Auf den ersten Blick werden die Chancen kollektiver Selbsthilfe dadurch gestärkt. Verbunden mit der Förderung ist allerdings die Verpflichtung, in die Satzung das Recht auf Einzeleigentum aufzunehmen. Die genossenschaftliche Idee der Eigentumsbindung ohne Spekulation wird auf diese Weise unterlaufen. In der ersten Phase beschäftigte viele überzeugte Genossenschaftler deshalb die Diskussion, ob die Eigentumsorientierung in Kauf genommen werden dürfe oder nicht.

Verbesserte Finanzierungschancen

Einige "Tüftler" stellten allerdings bald begeistert fest, daß sich mit der Förderung anfangs nicht wahrgenommene Möglichkeiten verbinden lassen. Auch Externe konnten Genossenschaftsanteile zeichnen, die an einer Wohnung gar nicht interessiert waren, und dadurch die Förderung in Anspruch nehmen. Erstmals war der Status des Fördergenossen nicht nur aus Idealismus, sondern auch aus finanziellen Erwägungen interessant. Auf diese Weise ergab sich ein Ausgleich dafür, daß die Förderung von Genossenschaftsanteilen weiterhin deutlich unterhalb des selbstgenutzten Wohneigentums liegt.
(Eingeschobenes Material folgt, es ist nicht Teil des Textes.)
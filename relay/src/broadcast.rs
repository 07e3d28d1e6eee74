//! Broadcast relay: drains the shared channel and fans each payload out to
//! the tagged room.

use std::sync::Arc;

use bus::Subscription;
use tracing::{debug, warn};

use crate::rooms::RoomRegistry;

/// Consume the channel until it closes. One payload at a time is read here;
/// deliveries run as their own tasks so a slow or dead socket never stalls
/// the loop or another room's traffic.
pub(crate) async fn run(rooms: Arc<RoomRegistry>, mut subscription: Subscription) {
    while let Some(payload) = subscription.next().await {
        deliver(&rooms, payload).await;
    }
    debug!("shared channel closed, relay loop ended");
}

/// Fan one payload out to every member of its room. Delivery is
/// fire-and-forget: nothing is reported back to the publisher, and a member
/// whose send fails is evicted so it is not retried on the next payload.
async fn deliver(rooms: &Arc<RoomRegistry>, payload: Arc<str>) {
    let Some(room) = bus::peek_room(&payload) else {
        debug!("dropping payload without a room tag");
        return;
    };

    let members = rooms.members(&room).await;
    debug!(room = %room, recipients = members.len(), "relaying payload");

    for conn in members {
        let rooms = Arc::clone(rooms);
        let payload = Arc::clone(&payload);
        let room = room.clone();
        tokio::spawn(async move {
            if let Err(e) = conn.send(&payload).await {
                warn!(room = %room, connection = %conn.id(), error = %e, "delivery failed, evicting");
                rooms.evict(&room, conn.id()).await;
            }
        });
    }
}

#[cfg(test)]
mod tests {
    use std::time::Duration;

    use bus::{Bus, Envelope};

    use super::*;
    use crate::connection::fake::FakeConnection;

    #[tokio::test]
    async fn delivers_to_every_member_of_the_tagged_room() {
        let rooms = Arc::new(RoomRegistry::new());
        let (a, mut rx_a) = FakeConnection::channel("a");
        let (b, mut rx_b) = FakeConnection::channel("b");
        rooms.register(a, "default").await;
        rooms.register(b, "default").await;

        let payload: Arc<str> = bus::encode(&Envelope::edit("default", "x = 1"))
            .unwrap()
            .into();
        deliver(&rooms, payload).await;

        let got_a = rx_a.recv().await.unwrap();
        let got_b = rx_b.recv().await.unwrap();
        for got in [got_a, got_b] {
            let envelope = bus::decode(&got).unwrap();
            assert_eq!(envelope.room, "default");
            assert_eq!(envelope.full_text.as_deref(), Some("x = 1"));
        }
    }

    #[tokio::test]
    async fn other_rooms_see_nothing() {
        let rooms = Arc::new(RoomRegistry::new());
        let (a, mut rx_a) = FakeConnection::channel("a");
        let (b, mut rx_b) = FakeConnection::channel("b");
        rooms.register(a, "alpha").await;
        rooms.register(b, "beta").await;

        let payload: Arc<str> = bus::encode(&Envelope::edit("alpha", "hi")).unwrap().into();
        deliver(&rooms, payload).await;

        assert!(rx_a.recv().await.is_some());
        assert!(
            tokio::time::timeout(Duration::from_millis(50), rx_b.recv())
                .await
                .is_err()
        );
    }

    #[tokio::test]
    async fn failed_delivery_evicts_only_that_connection() {
        let rooms = Arc::new(RoomRegistry::new());
        let (dead, _rx_dead) = FakeConnection::channel("dead");
        let (live, mut rx_live) = FakeConnection::channel("live");
        dead.fail_sends();
        rooms.register(dead, "default").await;
        rooms.register(live, "default").await;

        let payload: Arc<str> = bus::encode(&Envelope::edit("default", "still here"))
            .unwrap()
            .into();
        deliver(&rooms, payload).await;

        assert!(rx_live.recv().await.is_some());

        // eviction runs on a spawned task; give it a moment
        for _ in 0..100 {
            if rooms.members("default").await.len() == 1 {
                break;
            }
            tokio::time::sleep(Duration::from_millis(10)).await;
        }
        let members = rooms.members("default").await;
        assert_eq!(members.len(), 1);
        assert_eq!(members.first().unwrap().id(), "live");
    }

    #[tokio::test]
    async fn untagged_payload_is_dropped() {
        let rooms = Arc::new(RoomRegistry::new());
        let (a, mut rx_a) = FakeConnection::channel("a");
        rooms.register(a, "default").await;

        deliver(&rooms, Arc::from("not json")).await;
        assert!(
            tokio::time::timeout(Duration::from_millis(50), rx_a.recv())
                .await
                .is_err()
        );
    }

    #[tokio::test]
    async fn run_relays_published_envelopes_until_the_bus_drops() {
        let bus = Bus::new("editor");
        let rooms = Arc::new(RoomRegistry::new());
        let (a, mut rx_a) = FakeConnection::channel("a");
        rooms.register(a, "default").await;

        let relay = tokio::spawn(run(Arc::clone(&rooms), bus.subscribe()));

        bus.publish(&Envelope::edit("default", "one")).unwrap();
        bus.publish(&Envelope::edit("default", "two")).unwrap();

        let first = bus::decode(&rx_a.recv().await.unwrap()).unwrap();
        let second = bus::decode(&rx_a.recv().await.unwrap()).unwrap();
        assert_eq!(first.full_text.as_deref(), Some("one"));
        assert_eq!(second.full_text.as_deref(), Some("two"));

        drop(bus);
        tokio::time::timeout(Duration::from_secs(1), relay)
            .await
            .unwrap()
            .unwrap();
    }
}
Unter diesen Bedingungen gründeten sich unabhängig der kritischen Diskussion zur "erzwungenen" Eigentumsorientierung innerhalb von zwei Jahren rund 140 neue Wohnungsbaugenossenschaften. Sie repräsentieren etwa 30.000 bis 50.000 Mitglieder. Das Spektrum dieser kleine Gründungswelle umfaßt Seniorengenossenschaften durch die BHW und die Schwäbisch Hall Wohnen GmbH, reine Nutzergruppen, ökologische Neubauprojekte mit einem hohen Anteil an Fördergenossen wie die Baugenossenschaft Neue Wege in Augsburg, aber auch dubiose Anlagegenossenschaften durch Steuerberater wie die GERMANIA Genossenschaft zur Förderung des Wohnungsbaus in Dresden. 

Sie alle vertrauten auf die schriftlich vorliegende Interpretation, daß eine Selbstnutzung der Mitglieder für die Förderung nicht notwendig ist. Mit einem Schreiben des Bundesfinanzministeriums Anfang dieses Jahres wird dies aber überraschend zurückgenommen: Spätestens bis zum letzten Jahr des Förderzeitraums muß nun eine Genossenschaftswohnung bezogen werden. Das gilt nicht für Mitglieder, die bis zum 15.02.98 einer förderfähigen Genossenschaft beigetreten sind. 

Gefahr von Vermögensverlusten

Trotzdem werden aufgrund der veränderten Bedingung viele neue Genossenschaften in wirtschaftlich existentielle Probleme geraten. Es besteht die begründete Gefahr von Konkursen bzw. Gesamtvollsteckungen, in denen zahlreiche Genossenschaftsmitglieder ihre gezeichneten Anteile verlieren können. Von Vermögensverlusten betroffen werden durch die im Eigenheimzulagengesetz formulierten Einkommensgrenzen vor allem Bezieher mittlerer und niedriger Einkommen sein.